This guide is a follow up to the first write up I did for my participation in the SparkFun HIR program. This guide shows how to setup a music visualizer for PCs/laptops. It uses an RGB LED panel to display the music visualization. It plays MP3s and is Java powered. This project differs from the first one in that it samples the data output to the computer’s sound card versus sampling ambient noise with a microphone or a Sparkfun sound detector.
This project assumes you have access to a PIXEL board. Please note that I have no afiliation with the PIXEL projectother than I write software for it and Al gives me PIXEL hardware as incentive to write more software.
The PIXEL usually comes with an RGB LED panel, but the board alone is also available. If only the PIXEL board was acquired, then this panel from Sparkfun can be used with this project.
Other than a PIXEL unit, you need a PC or laptop that supports Java 8. To play the demo songs, an Internet connection is required. If no Internet connection is available, then select some MP3s on the filesystem for use with the music visualizer. More details on selecting MP3s from the local filesystem are below.
Use this quick start guide to get familiar with the PIXEL hardware.
This project can use either Bluetooth or serial (USB) for communication between the PC and the PIXEL. Before continuing, make sure you can pair/connect with the PIXEL from your computer and run the sample ‘PC application’.
Here is what the PIXEL could look like once assembled:
Software Prerequisites and Installation
This project requires Java 8 Standard Edition. Fortunately, Java runs on many platforms. Download and install the JRE (Java Runtime Environment) for your PC/laptop’s operating system.
This project reuses an existing app to sample data from the computer’s sound card. The app uses the modern media API for Java, JavaFX, to play MP3s. The original developer is Jasper Pots.
Running the App
Once Java 8 SE is installed, run the application by double clicking the JAR file you downloaded above.
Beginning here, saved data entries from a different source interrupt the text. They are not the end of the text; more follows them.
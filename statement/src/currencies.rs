//! Currency code sets shipped with the gateway.

/// ISO 4217 codes accepted by the default rule set.
pub const DEFAULT_CURRENCY_CODES: &[&str] = &[
    "AED", "AFN", "ALL", "AMD", "ANG", "AOA", "ARS", "AUD", "AWG", "AZN", "BAM", "BBD",
    "BDT", "BGN", "BHD", "BIF", "BMD", "BND", "BOB", "BOV", "BRL", "BSD", "BTN", "BWP",
    "BYN", "BZD", "CAD", "CDF", "CHE", "CHF", "CHW", "CLF", "CLP", "CNY", "COP", "COU",
    "CRC", "CUC", "CUP", "CVE", "CZK", "DJF", "DKK", "DOP", "DZD", "EGP", "ERN", "ETB",
    "EUR", "FJD", "FKP", "GBP", "GEL", "GHS", "GIP", "GMD", "GNF", "GTQ", "GYD", "HKD",
    "HNL", "HTG", "HUF", "IDR", "ILS", "INR", "IQD", "IRR", "ISK", "JMD", "JOD", "JPY",
    "KES", "KGS", "KHR", "KMF", "KPW", "KRW", "KWD", "KYD", "KZT", "LAK", "LBP", "LKR",
    "LRD", "LSL", "LYD", "MAD", "MDL", "MGA", "MKD", "MMK", "MNT", "MOP", "MRU", "MUR",
    "MVR", "MWK", "MXN", "MYR", "MZN", "NAD", "NGN", "NOK", "NPR", "NZD", "OMR", "PAB",
    "PEN", "PGK", "PHP", "PKR", "PLN", "PYG", "QAR", "RON", "RSD", "RUB", "RWF", "SAR",
    "SBD", "SCR", "SDG", "SEK", "SGD", "SHP", "SLE", "SOS", "SRD", "SSP", "STN", "SVC",
    "SYP", "SZL", "THB", "TJS", "TMT", "TND", "TOP", "TRY", "TTD", "TWD", "TZS", "UAH",
    "UGX", "USD", "UYI", "UYU", "UZS", "VED", "VND", "VUV", "WST", "XAF", "XCD", "XDR",
    "XOF", "XPF", "ZMW", "ZWL",
];

/// Codes accepted when the rules file cannot be used.
pub const CONSERVATIVE_CURRENCY_CODES: &[&str] = &["USD", "EUR", "GBP", "JPY", "NGN"];
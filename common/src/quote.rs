//! Quote types produced by the statement pipeline.

use chrono::{DateTime, Utc};
use rust_decimal::Decimal;
use serde::{Deserialize, Serialize};
use std::fmt;

use crate::EntryId;

/// ISO 4217 style three-letter currency code, as written in a statement.
///
/// Construction does not check membership in any configured code set; that
/// is a validation rule, not a property of the type.
#[derive(Debug, Clone, PartialEq, Eq, Hash, PartialOrd, Ord, Serialize, Deserialize)]
#[serde(transparent)]
pub struct CurrencyCode(String);

impl CurrencyCode {
    /// Create a currency code from its textual form.
    pub fn new(code: impl Into<String>) -> Self {
        Self(code.into())
    }

    /// Get the code.
    pub fn code(&self) -> &str {
        &self.0
    }

    /// Whether the code has the `[A-Z]{3}` shape.
    pub fn is_well_formed(&self) -> bool {
        self.0.len() == 3 && self.0.bytes().all(|b| b.is_ascii_uppercase())
    }
}

impl fmt::Display for CurrencyCode {
    fn fmt(&self, f: &mut fmt::Formatter<'_>) -> fmt::Result {
        write!(f, "{}", self.0)
    }
}

impl From<&str> for CurrencyCode {
    fn from(s: &str) -> Self {
        Self::new(s)
    }
}

/// A validated currency-pair quote.
#[derive(Debug, Clone, PartialEq, Eq, Serialize, Deserialize)]
#[serde(rename_all = "camelCase")]
pub struct ParsedEntry {
    /// Currency being quoted.
    pub source_currency: CurrencyCode,
    /// Currency the quote is priced in.
    pub destination_currency: CurrencyCode,
    /// Buy price.
    pub buy_price: Decimal,
    /// Sell price.
    pub sell_price: Decimal,
    /// Maximum transactable volume.
    pub cap_amount: u64,
}

impl ParsedEntry {
    /// Create a new entry.
    pub fn new(
        source_currency: CurrencyCode,
        destination_currency: CurrencyCode,
        buy_price: Decimal,
        sell_price: Decimal,
        cap_amount: u64,
    ) -> Self {
        Self {
            source_currency,
            destination_currency,
            buy_price,
            sell_price,
            cap_amount,
        }
    }

    /// The `SRC-DST` pair label.
    pub fn pair(&self) -> String {
        format!("{}-{}", self.source_currency, self.destination_currency)
    }
}

impl fmt::Display for ParsedEntry {
    fn fmt(&self, f: &mut fmt::Formatter<'_>) -> fmt::Result {
        write!(
            f,
            "{} BUY {} SELL {} CAP {}",
            self.pair(),
            self.buy_price,
            self.sell_price,
            self.cap_amount
        )
    }
}

/// An entry after the persistence delegate accepted it.
#[derive(Debug, Clone, PartialEq, Eq, Serialize, Deserialize)]
pub struct PersistedEntry {
    /// Persistence-assigned identifier.
    #[serde(rename = "EntryId")]
    pub entry_id: EntryId,
    /// The quote itself.
    #[serde(flatten)]
    pub entry: ParsedEntry,
    /// When the delegate stored the entry.
    #[serde(rename = "createdAt")]
    pub created_at: DateTime<Utc>,
}

impl PersistedEntry {
    /// Wrap an entry with a fresh id and timestamp.
    pub fn new(entry: ParsedEntry, created_at: DateTime<Utc>) -> Self {
        Self {
            entry_id: EntryId::new(),
            entry,
            created_at,
        }
    }
}
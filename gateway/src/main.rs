//! FXQL Gateway Binary
//!
//! Reads one JSON request envelope per line from stdin and writes one JSON
//! reply per line to stdout, in input order.

use std::sync::Arc;

use tokio::io::BufReader;
use tracing::{error, info};
use tracing_subscriber::{layer::SubscriberExt, util::SubscriberInitExt};

use fxql_gateway::stdio::serve_lines;
use fxql_gateway::{FxqlService, GatewayConfig};
use fxql_store::MemoryEntryStore;

#[tokio::main]
async fn main() -> anyhow::Result<()> {
    // Logs go to stderr; stdout carries replies.
    let filter = std::env::var("RUST_LOG")
        .or_else(|_| std::env::var("LOG_LEVEL"))
        .unwrap_or_else(|_| "info".into());
    tracing_subscriber::registry()
        .with(tracing_subscriber::EnvFilter::new(filter))
        .with(tracing_subscriber::fmt::layer().json().with_writer(std::io::stderr))
        .init();

    info!("Starting FXQL gateway");

    let config = GatewayConfig::from_env();
    if let Err(e) = config.validate() {
        error!(error = %e, "Invalid configuration");
        return Err(anyhow::anyhow!("Configuration error: {}", e));
    }

    let store = Arc::new(MemoryEntryStore::new());
    let service = Arc::new(FxqlService::new(config, store.clone()));
    service.start().await?;

    let input = BufReader::new(tokio::io::stdin());
    let shutdown = async {
        if let Err(e) = tokio::signal::ctrl_c().await {
            error!(error = %e, "Failed to listen for shutdown signal");
            std::future::pending::<()>().await;
        }
    };
    serve_lines(service.clone(), input, tokio::io::stdout(), shutdown).await?;

    if let Err(e) = service.stop().await {
        error!(error = %e, "Error during shutdown");
    }

    info!(
        entries = store.len(),
        batches = store.batch_count(),
        metrics = ?service.metrics().snapshot(),
        "FXQL gateway shutdown complete"
    );
    Ok(())
}
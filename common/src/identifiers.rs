//! Identifier types for FXQL gateway entities.

use serde::{Deserialize, Serialize};
use std::fmt;
use uuid::Uuid;

/// Identifier assigned to a persisted quote entry.
/// Uses UUID v7 so ids sort by creation time.
#[derive(Debug, Clone, Copy, PartialEq, Eq, Hash, PartialOrd, Ord, Serialize, Deserialize)]
pub struct EntryId(Uuid);

impl EntryId {
    /// Create a new entry ID.
    pub fn new() -> Self {
        Self(Uuid::now_v7())
    }

    /// Parse from string.
    pub fn parse(s: &str) -> Result<Self, uuid::Error> {
        Ok(Self(Uuid::parse_str(s)?))
    }
}

impl Default for EntryId {
    fn default() -> Self {
        Self::new()
    }
}

impl fmt::Display for EntryId {
    fn fmt(&self, f: &mut fmt::Formatter<'_>) -> fmt::Result {
        write!(f, "{}", self.0)
    }
}

/// Identity of the system submitting statements.
///
/// Scopes both rate limiting and idempotency records. In the service binary
/// this is the caller's API key.
#[derive(Debug, Clone, PartialEq, Eq, Hash, PartialOrd, Ord, Serialize, Deserialize)]
#[serde(transparent)]
pub struct CallerId(String);

impl CallerId {
    /// Identity used when a request carries none.
    pub const ANONYMOUS: &'static str = "anonymous";

    /// Create a new caller ID.
    pub fn new(id: impl Into<String>) -> Self {
        Self(id.into())
    }

    /// The shared identity for requests without one.
    pub fn anonymous() -> Self {
        Self(Self::ANONYMOUS.to_string())
    }

    /// Get the ID as a string slice.
    pub fn as_str(&self) -> &str {
        &self.0
    }

    /// Whether this is the shared anonymous identity.
    pub fn is_anonymous(&self) -> bool {
        self.0 == Self::ANONYMOUS
    }
}

impl fmt::Display for CallerId {
    fn fmt(&self, f: &mut fmt::Formatter<'_>) -> fmt::Result {
        write!(f, "{}", self.0)
    }
}

impl From<&str> for CallerId {
    fn from(s: &str) -> Self {
        Self::new(s)
    }
}

impl From<String> for CallerId {
    fn from(s: String) -> Self {
        Self(s)
    }
}

/// Caller-supplied token scoping duplicate-safe retries of one logical request.
#[derive(Debug, Clone, PartialEq, Eq, Hash, PartialOrd, Ord, Serialize, Deserialize)]
#[serde(transparent)]
pub struct IdempotencyKey(String);

impl IdempotencyKey {
    /// Maximum accepted key length.
    pub const MAX_LEN: usize = 255;

    /// Create a new idempotency key.
    pub fn new(key: impl Into<String>) -> Self {
        Self(key.into())
    }

    /// Get the key as a string slice.
    pub fn as_str(&self) -> &str {
        &self.0
    }

    /// Keys must be non-empty, bounded and printable.
    pub fn is_valid(&self) -> bool {
        !self.0.is_empty()
            && self.0.len() <= Self::MAX_LEN
            && self.0.chars().all(|c| c.is_ascii_graphic())
    }
}

impl fmt::Display for IdempotencyKey {
    fn fmt(&self, f: &mut fmt::Formatter<'_>) -> fmt::Result {
        write!(f, "{}", self.0)
    }
}

impl From<&str> for IdempotencyKey {
    fn from(s: &str) -> Self {
        Self::new(s)
    }
}

/// Opaque request identifier, passed through to observability only.
#[derive(Debug, Clone, PartialEq, Eq, Hash, Serialize, Deserialize)]
#[serde(transparent)]
pub struct RequestId(String);

impl RequestId {
    /// Create a request ID from a caller-supplied value.
    pub fn new(id: impl Into<String>) -> Self {
        Self(id.into())
    }

    /// Generate a fresh request ID.
    pub fn generate() -> Self {
        Self(Uuid::new_v4().to_string())
    }

    /// Get the ID as a string slice.
    pub fn as_str(&self) -> &str {
        &self.0
    }
}

impl fmt::Display for RequestId {
    fn fmt(&self, f: &mut fmt::Formatter<'_>) -> fmt::Result {
        write!(f, "{}", self.0)
    }
}
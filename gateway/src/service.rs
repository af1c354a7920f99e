//! Gateway service: owns the pipeline, its shared state and background tasks.

use std::sync::atomic::{AtomicUsize, Ordering};
use std::sync::Arc;
use std::time::Duration;

use parking_lot::{Mutex, RwLock};
use tokio::task::JoinHandle;
use tracing::{info, instrument, warn};

use fxql_common::{FxqlError, Result};
use fxql_protocol::{FxqlRequest, Reply, RequestEnvelope, RequestMetadata};
use fxql_statement::StatementEngine;
use fxql_store::EntryStore;

use crate::admission::AdmissionControl;
use crate::audit::AuditSink;
use crate::config::GatewayConfig;
use crate::idempotency::IdempotencyCache;
use crate::metrics::{Metrics, SharedMetrics};
use crate::pipeline::{AdmissionStage, ApiKeyStage, IdempotencyStage, Pipeline, StatementHandler};
use crate::rate_counter::{CounterMode, RateCounterStore, RemoteCounter};
use crate::redis_counter::RedisCounter;
use crate::state::ServiceState;

/// Suggested retry delay while the service is not running.
const UNAVAILABLE_RETRY_MS: u64 = 1000;

/// The FXQL ingestion service.
pub struct FxqlService {
    config: GatewayConfig,
    state: Arc<RwLock<ServiceState>>,
    pipeline: Pipeline,
    counters: Arc<RateCounterStore>,
    idempotency: Arc<IdempotencyCache>,
    metrics: SharedMetrics,
    tasks: Mutex<Vec<JoinHandle<()>>>,
    in_flight: AtomicUsize,
}

impl FxqlService {
    /// Build the service, using Redis for rate counting when enabled.
    pub fn new(config: GatewayConfig, store: Arc<dyn EntryStore>) -> Self {
        let remote = &config.remote_counter;
        let counters = if remote.enabled {
            match RedisCounter::new(&remote.url, remote.key_prefix.clone()) {
                Ok(redis) => RateCounterStore::with_remote(Arc::new(redis), remote.clone()),
                Err(e) => {
                    warn!(error = %e, "Remote rate counter misconfigured, counting locally");
                    RateCounterStore::local_only(remote.clone())
                }
            }
        } else {
            info!("Remote rate counter disabled, counting locally");
            RateCounterStore::local_only(remote.clone())
        };
        Self::build(config, store, counters)
    }

    /// Build the service over a caller-supplied remote counter.
    pub fn with_remote_counter(
        config: GatewayConfig,
        store: Arc<dyn EntryStore>,
        remote: Arc<dyn RemoteCounter>,
    ) -> Self {
        let counters = RateCounterStore::with_remote(remote, config.remote_counter.clone());
        Self::build(config, store, counters)
    }

    fn build(config: GatewayConfig, store: Arc<dyn EntryStore>, counters: RateCounterStore) -> Self {
        let counters = Arc::new(counters);
        let idempotency = Arc::new(IdempotencyCache::in_memory(config.idempotency.clone()));
        let metrics: SharedMetrics = Arc::new(Metrics::new());

        let handler = StatementHandler::new(StatementEngine::new(config.rules.clone()), store);
        let admission = AdmissionControl::new(counters.clone(), config.rate_limits.clone());

        let mut pipeline =
            Pipeline::new(Arc::new(handler)).with_stage(Arc::new(AdmissionStage::new(admission)));
        if !config.api_keys.is_empty() {
            pipeline = pipeline.with_stage(Arc::new(ApiKeyStage::new(config.api_keys.iter().cloned())));
        }
        let pipeline = pipeline
            .with_stage(Arc::new(IdempotencyStage::new(idempotency.clone())))
            .with_sink(metrics.clone())
            .with_sink(Arc::new(AuditSink));

        Self {
            config,
            state: Arc::new(RwLock::new(ServiceState::Starting)),
            pipeline,
            counters,
            idempotency,
            metrics,
            tasks: Mutex::new(Vec::new()),
            in_flight: AtomicUsize::new(0),
        }
    }

    /// Start accepting requests and launch background tasks.
    #[instrument(skip(self))]
    pub async fn start(&self) -> Result<()> {
        info!(stages = ?self.pipeline.stage_names(), "Starting FXQL service");

        self.counters.connect().await;
        self.start_background_tasks();

        *self.state.write() = ServiceState::Running;
        info!(
            counter_mode = self.counters.mode().as_str(),
            rules_version = %self.config.rules.version,
            "FXQL service started"
        );
        Ok(())
    }

    /// Stop accepting requests, wait for in-flight ones and stop background tasks.
    #[instrument(skip(self))]
    pub async fn stop(&self) -> Result<()> {
        info!("Stopping FXQL service");
        *self.state.write() = ServiceState::ShuttingDown;

        self.drain_in_flight().await;

        for task in self.tasks.lock().drain(..) {
            task.abort();
        }

        *self.state.write() = ServiceState::Stopped;
        info!("FXQL service stopped");
        Ok(())
    }

    /// Handle one request.
    pub async fn handle(&self, body: FxqlRequest, metadata: RequestMetadata) -> Reply {
        if !self.is_accepting_requests() {
            return Reply::error(&FxqlError::ServiceUnavailable {
                retry_after_ms: UNAVAILABLE_RETRY_MS,
            });
        }

        self.in_flight.fetch_add(1, Ordering::SeqCst);
        let reply = self.pipeline.process(body, metadata).await;
        self.in_flight.fetch_sub(1, Ordering::SeqCst);
        reply
    }

    /// Handle one request in wire form.
    pub async fn handle_envelope(&self, envelope: RequestEnvelope) -> Reply {
        match envelope.into_parts() {
            Ok((body, metadata)) => self.handle(body, metadata).await,
            Err(e) => {
                warn!(error = %e, "Request envelope refused");
                Reply::error(&e)
            }
        }
    }

    /// Check if the service is accepting requests.
    pub fn is_accepting_requests(&self) -> bool {
        self.state.read().accepts_requests()
    }

    /// Get the current service state.
    pub fn state(&self) -> ServiceState {
        *self.state.read()
    }

    /// Configuration in force.
    pub fn config(&self) -> &GatewayConfig {
        &self.config
    }

    /// Shared metrics.
    pub fn metrics(&self) -> SharedMetrics {
        self.metrics.clone()
    }

    /// Metrics in Prometheus text format.
    pub fn metrics_text(&self) -> String {
        self.metrics.set_counter_failovers(self.counters.failover_count());
        self.metrics
            .set_counter_remote_active(self.counters.mode() == CounterMode::RemoteActive);
        self.metrics.to_prometheus()
    }

    /// Rate counter store.
    pub fn counters(&self) -> &Arc<RateCounterStore> {
        &self.counters
    }

    /// Idempotency cache.
    pub fn idempotency(&self) -> &Arc<IdempotencyCache> {
        &self.idempotency
    }

    /// Number of requests currently in the pipeline.
    pub fn in_flight(&self) -> usize {
        self.in_flight.load(Ordering::SeqCst)
    }

    // --- Private methods ---

    fn start_background_tasks(&self) {
        let mut tasks = self.tasks.lock();

        let idempotency = self.idempotency.clone();
        tasks.push(tokio::spawn(async move {
            idempotency.run_cleanup_loop().await;
        }));

        let counters = self.counters.clone();
        let sweep_interval = self.config.counter_sweep_interval;
        tasks.push(tokio::spawn(async move {
            counters.run_sweep_loop(sweep_interval).await;
        }));

        if self.counters.has_remote() {
            let counters = self.counters.clone();
            tasks.push(tokio::spawn(async move {
                counters.run_probe_loop().await;
            }));
        }
    }

    async fn drain_in_flight(&self) {
        let drain_timeout = Duration::from_secs(30);

        let drained = tokio::time::timeout(drain_timeout, async {
            loop {
                let pending = self.in_flight();
                if pending == 0 {
                    break;
                }
                info!(pending, "Waiting for in-flight requests to complete");
                tokio::time::sleep(Duration::from_millis(50)).await;
            }
        })
        .await;

        if drained.is_err() {
            warn!(pending = self.in_flight(), "Gave up waiting for in-flight requests");
        }
    }
}

#[cfg(test)]
mod tests {
    use super::*;
    use fxql_store::MemoryEntryStore;

    fn service() -> FxqlService {
        FxqlService::new(GatewayConfig::default(), Arc::new(MemoryEntryStore::new()))
    }

    #[tokio::test]
    async fn test_service_creation() {
        let service = service();
        assert_eq!(service.state(), ServiceState::Starting);
        assert_eq!(service.counters().mode(), CounterMode::LocalFallback);
        assert_eq!(service.in_flight(), 0);
    }

    #[tokio::test]
    async fn test_service_start_stop() {
        let service = service();

        service.start().await.unwrap();
        assert_eq!(service.state(), ServiceState::Running);
        assert_eq!(service.tasks.lock().len(), 2);

        service.stop().await.unwrap();
        assert_eq!(service.state(), ServiceState::Stopped);
        assert!(service.tasks.lock().is_empty());
    }

    #[tokio::test]
    async fn test_requests_refused_unless_running() {
        let service = service();
        let body = FxqlRequest::new("USD-GBP { BUY 1 SELL 1 CAP 1 }");

        let reply = service.handle(body.clone(), RequestMetadata::new("alpha")).await;
        assert_eq!(reply.status, 503);
        assert_eq!(reply.response.code, "FXQL_E_SERVICE_UNAVAILABLE");

        service.start().await.unwrap();
        assert!(service.handle(body.clone(), RequestMetadata::new("alpha")).await.is_success());

        service.stop().await.unwrap();
        assert_eq!(service.handle(body, RequestMetadata::new("alpha")).await.status, 503);
    }

    #[tokio::test]
    async fn test_api_key_stage_only_when_configured() {
        let config = GatewayConfig {
            api_keys: vec!["key1".to_string()],
            ..GatewayConfig::default()
        };
        let keyed = FxqlService::new(config, Arc::new(MemoryEntryStore::new()));
        assert_eq!(
            keyed.pipeline.stage_names(),
            vec!["admission", "api_key", "idempotency"]
        );
        assert_eq!(
            service().pipeline.stage_names(),
            vec!["admission", "idempotency"]
        );
    }

    #[tokio::test]
    async fn test_metrics_text_reports_counter_mode() {
        let service = service();
        service.start().await.unwrap();
        service
            .handle(
                FxqlRequest::new("USD-GBP { BUY 1 SELL 1 CAP 1 }"),
                RequestMetadata::new("alpha"),
            )
            .await;

        let text = service.metrics_text();
        assert!(text.contains("fxql_requests_success 1"));
        assert!(text.contains("fxql_counter_remote_active 0"));
        service.stop().await.unwrap();
    }
}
This will bring up the user interface for the application.
If Bluetooth is used, then a system tray popup is shown, prompting for the passcode to pair with the PIXEL. Enter the passcode for your PIXEL board (0000 for V2, 4545 for V1), before the popup dismisses itself. Otherwise, an application restart is needed to try pairing again.
Once the PIXEL connection is initialized, a yellow message scrolls across the RGB LED panel. Then a sample music file is downloaded and the music visualization begins on the RGB LED panel.
Here is a quick demo:
Resources and Going Further
The original source code for the equalizer was made available by Jasper Pots. I added PIXEL/IOIO code to visualize the music on an LED panel, as well. The source code for this project is available at this GitHub repo.
The color for the sound visualizer is hardcoded to SparkFun red. This hard coded color is defined in the Pixel#drawEqualizer() method, but it could be made configurable at runtime.
See the ‘Modify the Java App’ section of the Sound Visualizer tutorial, for more details on how to make modifications with Netbeans and re-build the app to see code changes.